“Todos com quem converso tiveram dificuldades no diagnóstico”, revela paciente jovem. Ações de conscientização e prevenção podem mudar esse cenário.
“No Hospital Regional de Taubaté eu era a paciente de câncer de mama mais nova. Todos os médicos e os residentes vinham conversar comigo, saber meu histórico, o que fiz e o que não fiz”, conta Letícia Prates da Fonseca Bueno, que hoje tem 31 anos, mas descobriu o tumor aos 25 anos. Na época lhe disseram que não havia paciente em sua faixa etária na unidade – a mais nova depois dela tinha 39 anos. “Depois apareceram várias outras meninas mais novas, muitas entre 20 e 30 anos, até aparecer uma de 13 anos com câncer de mama”.
O câncer de mama é o tumor mais incidente em mulheres na maior parte do mundo; pelas estatísticas mundiais do Globocan 2018, são estimados 2,1 milhões de casos novos de câncer. No Brasil, para 2019, a estimativa é de 59.700 novos casos, representando quase 30% dos tumores em mulheres – excetuando-se o câncer de pele não melanoma.
Apesar da maior propensão da doença se desenvolver em mulheres com mais de 50 anos, a experiência vivenciada por Letícia, em ver aumentar a quantidade de mulheres mais novas e jovens com diagnóstico de câncer de mama, é uma realidade que se reflete nos números e confirma a percepção que os médicos têm em seus consultórios. “Historicamente a incidência de câncer de mama em mulheres com menos de 35 anos no Brasil ficava em torno de apenas 2% dos casos; hoje está entre 4% e 5% dos casos nessa faixa etária”, comenta Antônio Luiz Frasson, cirurgião de mama e mastologista, presidente da Sociedade Brasileira de Mastologia.
“Temos a percepção desse aumento em todo o Brasil e na América Latina. É um pouco diferente dos países europeus e dos Estados Unidos, onde não se vê essa diferença com tanta evidência”, avalia Frasson. “Fazemos suposições sobre os motivos de isso estar acontecendo, podendo ser devido às alterações no estilo de vida, mulheres tendo menos filhos, maior inserção no mercado de trabalho, gestações mais tardias, mudanças que acontecem em países em desenvolvimento, mas não se sabe exatamente porque”.

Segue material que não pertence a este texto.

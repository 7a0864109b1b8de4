//! Shared helpers for the integration tests

#![allow(dead_code)]

pub mod fake_dom;

use std::time::Duration;
use swaglabs_e2e::{PageConfig, PageObject};

pub use fake_dom::{Action, ClickEffect, FakeDom, FakeElement, ERROR_SELECTOR};

/// Short timeout so negative cases finish quickly
pub const TEST_TIMEOUT: Duration = Duration::from_millis(50);

pub fn page_config(debug_highlight: bool) -> PageConfig {
    PageConfig {
        debug_highlight,
        timeout: TEST_TIMEOUT,
    }
}

pub fn page_on(dom: &FakeDom) -> PageObject {
    PageObject::new(dom.boxed(), page_config(false))
}

pub fn highlighting_page_on(dom: &FakeDom) -> PageObject {
    PageObject::new(dom.boxed(), page_config(true))
}

/// Login screen shaped like the storefront's
pub fn login_screen(inventory_url: &str) -> FakeDom {
    FakeDom::new()
        .with(FakeElement::new(&[".login_logo"], "Swag Labs"))
        .with(FakeElement::new(&[".login_container"], ""))
        .with(FakeElement::new(
            &[".login_container h4"],
            "Accepted usernames are:",
        ))
        .with(FakeElement::new(
            &[".login_container h4"],
            "Password for all users:",
        ))
        .with(FakeElement::new(
            &[r#"[data-test="login-credentials"]"#],
            "Accepted usernames are:\nstandard_user\nlocked_out_user\nproblem_user\n\
             performance_glitch_user\nerror_user\nvisual_user\n",
        ))
        .with(FakeElement::new(
            &[r#"[data-test="login-password"]"#],
            "Password for all users:\nsecret_sauce\n",
        ))
        .with(FakeElement::new(&["#user-name"], ""))
        .with(FakeElement::new(&["#password"], ""))
        .with(FakeElement::new(&["#login-button"], "Login").submits_login(inventory_url))
}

Não há ainda conclusões sobre os motivos do aumento da incidência de câncer de mama em mulheres jovens, por volta de 30 anos. À suposição de uma das razões ser devido a algo na dieta que podemos estar fazendo errado, o oncologista Antonio Buzaid, um dos membros fundadores do Instituto Vencer o Câncer, responde: “Provavelmente, sim”. Buzaid cita um grande estudo que sugere que a chamada dieta inflamatória – com muito refrigerante, carne vermelha, carboidratos e doces – aumenta o risco de câncer de mama em mulheres jovens. “Precisamos dar atenção à alimentação saudável. E ingerir bebida alcoólica também aumenta o risco desse tumor. Quanto mais se bebe, maior o risco”.
O mastologista Antônio Frasson avisa que o tratamento em pacientes mais novas pode ser diferente e há possibilidade de ter mais risco de histórico familiar associado. “Normalmente o tumor é mais agressivo em mulheres com menos de 35 anos e acaba necessitando de mais quimioterápicos, cirurgias maiores e chance de tumor na outra mama”.
Com esse aumento dos índices, ele acredita ser importante uma política de educação às mulheres mais jovens: “É preciso estarem atentas a pequenas mudanças que acontecem nas mamas e, caso percebam qualquer alteração mamária, devem procurar atendimento médico especializado”. Para mulheres que têm histórico familiar de câncer de mama, o médico avalia ser importante uma estratégia que garanta diagnóstico precoce: análise dos casos familiares, verificar se mãe, irmãs, tias tiveram tumor e com isso desenhar uma forma de atendimento direcionado.
Como é mais comum a incidência em mulheres mais velhas, um dos desafios é descobrir precocemente o tumor. “Todos com quem converso tiveram dificuldades no diagnóstico, porque os médicos não acreditam que uma pessoa jovem possa ter câncer de mama”, revela Letícia. “Precisamos superar a subvalorização de queixas das mulheres jovens. Não é proibido que uma mulher jovem tenha tumor de mama – pelo contrário; estamos tendo cada vez mais diagnósticos em mulheres jovens. As queixas devem ser consideradas pelos médicos, não podem ser subestimadas”, destaca Frasson. Para ampliar o conhecimento sobre o tema, o presidente da Sociedade Brasileira de Mastologia afirma que a entidade vai lançar um alerta, junto com sociedades de ginecologia, apontando o aumento de diagnóstico em mulheres mais jovens e a importância de os médicos estarem atentos a esse fator.
Os desafios
Letícia experimentou na pele a dificuldade de confirmar seu diagnóstico. Quando sentiu uma bolinha na mama, no final de 2013, logo providenciou um pedido de ultrassom com uma conhecida e levou o resultado à sua ginecologista. “A médica achou graça uma menina de 25 anos fazer mamografia. Disse que era uma bolinha de cálcio e eu fiquei tranquila. Só que comecei a sentir dor, repuxava. Voltei para conversar com minha médica, que é minha ginecologista desde os 12 anos. Ela disse para eu relaxar, que estava encanada. Avisei a ela que não era encanação porque estava doendo e eu queria tirar”.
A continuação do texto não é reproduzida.